(Saved data entries)
= = =
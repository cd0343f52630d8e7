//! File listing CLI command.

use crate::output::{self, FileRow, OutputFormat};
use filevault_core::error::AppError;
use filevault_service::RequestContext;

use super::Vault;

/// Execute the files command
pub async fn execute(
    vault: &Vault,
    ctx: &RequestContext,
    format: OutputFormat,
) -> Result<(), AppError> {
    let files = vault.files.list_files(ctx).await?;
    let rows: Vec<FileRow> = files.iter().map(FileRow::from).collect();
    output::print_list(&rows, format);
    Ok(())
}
= = =
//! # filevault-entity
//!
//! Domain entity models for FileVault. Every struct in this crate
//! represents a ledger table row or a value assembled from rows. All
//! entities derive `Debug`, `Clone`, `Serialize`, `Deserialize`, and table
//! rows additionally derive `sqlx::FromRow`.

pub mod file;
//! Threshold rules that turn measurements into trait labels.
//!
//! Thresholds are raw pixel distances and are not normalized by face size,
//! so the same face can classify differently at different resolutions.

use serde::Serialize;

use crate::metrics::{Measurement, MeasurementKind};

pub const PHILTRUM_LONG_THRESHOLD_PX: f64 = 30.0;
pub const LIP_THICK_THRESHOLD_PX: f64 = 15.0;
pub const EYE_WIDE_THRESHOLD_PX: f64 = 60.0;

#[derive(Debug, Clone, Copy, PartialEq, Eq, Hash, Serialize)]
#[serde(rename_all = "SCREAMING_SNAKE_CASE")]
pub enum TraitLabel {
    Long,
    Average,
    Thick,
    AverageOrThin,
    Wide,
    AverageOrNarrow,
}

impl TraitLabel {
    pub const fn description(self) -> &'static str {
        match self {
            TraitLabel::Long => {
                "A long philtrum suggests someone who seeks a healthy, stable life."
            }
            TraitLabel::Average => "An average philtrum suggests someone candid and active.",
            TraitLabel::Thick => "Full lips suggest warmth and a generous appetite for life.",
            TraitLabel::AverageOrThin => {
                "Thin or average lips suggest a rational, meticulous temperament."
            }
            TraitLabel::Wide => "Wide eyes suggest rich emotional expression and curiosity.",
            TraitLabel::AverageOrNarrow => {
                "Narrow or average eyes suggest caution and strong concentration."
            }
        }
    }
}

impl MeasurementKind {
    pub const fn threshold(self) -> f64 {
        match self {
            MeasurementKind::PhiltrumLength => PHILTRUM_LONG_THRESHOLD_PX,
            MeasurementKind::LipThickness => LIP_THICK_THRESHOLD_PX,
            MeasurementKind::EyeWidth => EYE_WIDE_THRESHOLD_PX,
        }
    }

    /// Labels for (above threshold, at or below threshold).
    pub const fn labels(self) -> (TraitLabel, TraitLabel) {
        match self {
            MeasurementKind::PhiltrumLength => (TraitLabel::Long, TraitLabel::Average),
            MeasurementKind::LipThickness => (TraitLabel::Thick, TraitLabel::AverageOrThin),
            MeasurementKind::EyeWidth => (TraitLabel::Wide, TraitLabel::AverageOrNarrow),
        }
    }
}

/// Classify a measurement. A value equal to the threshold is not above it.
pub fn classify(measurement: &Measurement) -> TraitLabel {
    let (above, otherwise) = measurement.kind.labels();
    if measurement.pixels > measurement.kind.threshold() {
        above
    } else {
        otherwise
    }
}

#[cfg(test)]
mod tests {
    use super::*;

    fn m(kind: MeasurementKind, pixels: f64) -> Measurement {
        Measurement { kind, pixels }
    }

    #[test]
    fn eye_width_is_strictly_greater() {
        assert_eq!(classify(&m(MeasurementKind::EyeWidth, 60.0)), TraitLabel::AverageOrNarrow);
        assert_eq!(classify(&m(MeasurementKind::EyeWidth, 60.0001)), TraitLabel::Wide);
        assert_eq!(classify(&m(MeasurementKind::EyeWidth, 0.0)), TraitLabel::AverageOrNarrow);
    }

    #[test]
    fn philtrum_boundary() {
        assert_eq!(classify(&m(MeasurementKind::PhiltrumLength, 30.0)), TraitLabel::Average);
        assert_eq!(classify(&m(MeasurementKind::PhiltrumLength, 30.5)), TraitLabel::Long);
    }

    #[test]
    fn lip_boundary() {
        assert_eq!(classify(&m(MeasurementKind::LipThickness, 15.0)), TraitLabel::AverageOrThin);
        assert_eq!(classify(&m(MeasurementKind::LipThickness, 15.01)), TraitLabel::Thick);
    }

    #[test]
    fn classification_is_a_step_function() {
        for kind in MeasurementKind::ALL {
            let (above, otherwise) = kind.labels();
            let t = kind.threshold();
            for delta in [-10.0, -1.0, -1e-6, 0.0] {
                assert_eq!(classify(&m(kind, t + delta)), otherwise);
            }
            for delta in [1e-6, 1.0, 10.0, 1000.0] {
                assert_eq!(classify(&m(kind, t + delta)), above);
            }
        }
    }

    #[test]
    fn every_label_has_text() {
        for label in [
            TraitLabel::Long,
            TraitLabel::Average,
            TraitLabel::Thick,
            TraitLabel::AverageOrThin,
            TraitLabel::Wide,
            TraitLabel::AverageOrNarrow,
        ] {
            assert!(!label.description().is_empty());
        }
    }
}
= = =
▶ **About this task**:
Find the lines that mention "OutputFormat" in the entries and show them.

▶ **Solution**:
use crate::output::{self, FileRow, OutputFormat};
    format: OutputFormat,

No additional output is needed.